[Collected data entries]
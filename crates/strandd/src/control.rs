//! Coordinator client — registration, the control event dispatcher, and the
//! outbound writer.
//!
//! One TCP connection per node carries the whole control plane as
//! line-delimited JSON. Inbound lines are routed by message type through a
//! single dispatcher; events that arrive before the node's local
//! prerequisites are met are queued and replayed in arrival order.

use std::net::SocketAddr;
use std::sync::Arc;
use std::time::Duration;

use anyhow::{bail, Context, Result};
use tokio::io::{AsyncBufReadExt, AsyncWriteExt, BufReader};
use tokio::net::tcp::{OwnedReadHalf, OwnedWriteHalf};
use tokio::net::TcpStream;
use tokio::sync::{broadcast, mpsc};

use strand_core::control::{ControlMessage, HandshakePayload, PeerIdentity};
use strand_services::{
    ChainState, ConnectionManager, LinkError, LinkTable, NameRegistry, PendingEvents, Signaler,
};

use crate::handshake;

/// How long registration may take before the node gives up.
const REGISTER_TIMEOUT: Duration = Duration::from_secs(5);

/// Outcome of a successful registration.
pub struct Registration {
    pub prev: Option<PeerIdentity>,
    pub control_endpoint: SocketAddr,
    pub reader: BufReader<OwnedReadHalf>,
    pub writer: OwnedWriteHalf,
}

/// Connect to the coordinator and register. A collision or malformed-request
/// error from the coordinator is fatal and never retried automatically.
pub async fn register(
    coordinator: &str,
    name: &str,
    payload_endpoint: SocketAddr,
    strand: &str,
) -> Result<Registration> {
    let stream = TcpStream::connect(coordinator)
        .await
        .with_context(|| format!("failed to connect to coordinator at {coordinator}"))?;
    let (read_half, mut writer) = stream.into_split();
    let mut reader = BufReader::new(read_half);

    let register = ControlMessage::Register {
        name: name.to_string(),
        payload_endpoint,
        strand: strand.to_string(),
    };
    let mut line = register.to_line()?;
    line.push('\n');
    writer
        .write_all(line.as_bytes())
        .await
        .context("failed to send registration")?;

    let mut reply = String::new();
    let n = tokio::time::timeout(REGISTER_TIMEOUT, reader.read_line(&mut reply))
        .await
        .context("timed out waiting for registration reply")?
        .context("coordinator closed during registration")?;
    if n == 0 {
        bail!("coordinator closed during registration");
    }

    match ControlMessage::from_line(reply.trim_end()).context("malformed registration reply")? {
        ControlMessage::RegisterAck {
            prev,
            control_endpoint,
        } => {
            tracing::info!(
                name,
                prev = prev.as_ref().map(|p| p.name.as_str()).unwrap_or("NONE"),
                %control_endpoint,
                "registered with coordinator"
            );
            Ok(Registration {
                prev,
                control_endpoint,
                reader,
                writer,
            })
        }
        ControlMessage::Error { message } => bail!("registration rejected: {message}"),
        other => bail!("unexpected registration reply: {other:?}"),
    }
}

/// Signaler over the coordinator connection: offers leave through the
/// outbound writer queue.
pub struct ControlSignaler {
    pub self_name: String,
    pub payload_endpoint: SocketAddr,
    pub control_tx: mpsc::UnboundedSender<ControlMessage>,
}

impl Signaler for ControlSignaler {
    fn send_offer(&self, to: &str) -> Result<(), LinkError> {
        let offer = ControlMessage::Offer {
            from: self.self_name.clone(),
            to: to.to_string(),
            payload: HandshakePayload {
                endpoint: self.payload_endpoint,
            }
            .to_value(),
        };
        self.control_tx
            .send(offer)
            .map_err(|_| LinkError::SignalerClosed)
    }
}

/// Routes inbound control messages. Handlers are synchronous; anything
/// long-running (the handshake wait) is spawned by the connection manager
/// so the dispatcher can keep delivering the answers those waits depend on.
pub struct Dispatcher {
    pub self_name: String,
    pub payload_endpoint: SocketAddr,
    pub chain: ChainState,
    pub registry: NameRegistry,
    pub links: LinkTable,
    pub manager: Arc<ConnectionManager>,
    pub control_tx: mpsc::UnboundedSender<ControlMessage>,
    pending: PendingEvents<ControlMessage>,
}

impl Dispatcher {
    #[allow(clippy::too_many_arguments)]
    pub fn new(
        self_name: String,
        payload_endpoint: SocketAddr,
        chain: ChainState,
        registry: NameRegistry,
        links: LinkTable,
        manager: Arc<ConnectionManager>,
        control_tx: mpsc::UnboundedSender<ControlMessage>,
    ) -> Self {
        Self {
            self_name,
            payload_endpoint,
            chain,
            registry,
            links,
            manager,
            control_tx,
            pending: PendingEvents::new(),
        }
    }

    /// Accept one inbound message: process it when the node is ready,
    /// queue it otherwise.
    pub fn admit(&self, msg: ControlMessage) {
        if let Some(msg) = self.pending.admit(msg) {
            self.handle(msg);
        }
    }

    /// Local prerequisites are met — replay everything held back, in
    /// arrival order, through the same handler.
    pub fn mark_ready(&self) {
        let held = self.pending.mark_ready();
        if !held.is_empty() {
            tracing::info!(count = held.len(), "replaying queued control events");
        }
        for msg in held {
            self.handle(msg);
        }
    }

    fn handle(&self, msg: ControlMessage) {
        match msg {
            ControlMessage::NewPeer { name } => {
                tracing::debug!(peer = %name, "peer joined strand");
                self.registry.record(&name);
            }

            ControlMessage::UpdateNext { node, next } => {
                if node != self.self_name {
                    tracing::warn!(%node, "UPDATE_NEXT addressed to another node, ignoring");
                    return;
                }
                let old = self.chain.set_next(next.clone());
                tracing::info!(
                    old = old.as_ref().map(|p| p.name.as_str()).unwrap_or("NONE"),
                    new = next.as_ref().map(|p| p.name.as_str()).unwrap_or("NONE"),
                    "downstream neighbor updated"
                );
                if let Some(next) = next {
                    self.registry.record(&next.name);
                    self.manager.clone().on_neighbor_update(&next.name);
                }
            }

            ControlMessage::Offer { from, to, payload } => {
                if to != self.self_name {
                    tracing::warn!(%from, %to, "misrouted offer, ignoring");
                    return;
                }
                self.registry.record(&from);
                handshake::on_offer(
                    &self.links,
                    &from,
                    &payload,
                    &self.self_name,
                    self.payload_endpoint,
                    &self.control_tx,
                );
            }

            ControlMessage::Answer { from, to, payload } => {
                if to != self.self_name {
                    tracing::warn!(%from, %to, "misrouted answer, ignoring");
                    return;
                }
                handshake::on_answer(&self.links, &from, &payload);
            }

            ControlMessage::Candidate { from, to, payload } => {
                if to != self.self_name {
                    tracing::warn!(%from, %to, "misrouted candidate, ignoring");
                    return;
                }
                handshake::on_candidate(&self.links, &from, &payload);
            }

            ControlMessage::Error { message } => {
                tracing::warn!(%message, "error from coordinator");
            }

            other => {
                tracing::warn!(?other, "unexpected control message at node, dropping");
            }
        }
    }
}

/// Read loop: one JSON line per control message. Malformed lines are
/// dropped and logged, never fatal.
pub async fn read_loop(
    mut reader: BufReader<OwnedReadHalf>,
    dispatcher: Arc<Dispatcher>,
    mut shutdown: broadcast::Receiver<()>,
) -> Result<()> {
    let mut line = String::new();
    loop {
        line.clear();
        tokio::select! {
            _ = shutdown.recv() => {
                tracing::info!("control reader shutting down");
                return Ok(());
            }

            n = reader.read_line(&mut line) => {
                let n = n.context("control connection read failed")?;
                if n == 0 {
                    bail!("coordinator closed the control connection");
                }
                let trimmed = line.trim_end();
                if trimmed.is_empty() {
                    continue;
                }
                match ControlMessage::from_line(trimmed) {
                    Ok(msg) => dispatcher.admit(msg),
                    Err(e) => {
                        tracing::warn!(error = %e, "malformed control line, dropping");
                    }
                }
            }
        }
    }
}

/// Write loop: drains the outbound queue onto the coordinator connection.
pub async fn write_loop(
    mut writer: OwnedWriteHalf,
    mut control_rx: mpsc::UnboundedReceiver<ControlMessage>,
    mut shutdown: broadcast::Receiver<()>,
) -> Result<()> {
    loop {
        tokio::select! {
            _ = shutdown.recv() => {
                tracing::info!("control writer shutting down");
                return Ok(());
            }

            msg = control_rx.recv() => {
                let Some(msg) = msg else {
                    tracing::info!("control queue closed, writer exiting");
                    return Ok(());
                };
                let mut line = msg.to_line().context("control message serialization")?;
                line.push('\n');
                writer
                    .write_all(line.as_bytes())
                    .await
                    .context("control connection write failed")?;
            }
        }
    }
}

What the exercise asks: Search the records for the word "clone" and copy out every line that holds it.

Answer to this task:
            from: self.self_name.clone(),
                let old = self.chain.set_next(next.clone());
                    self.manager.clone().on_neighbor_update(&next.name);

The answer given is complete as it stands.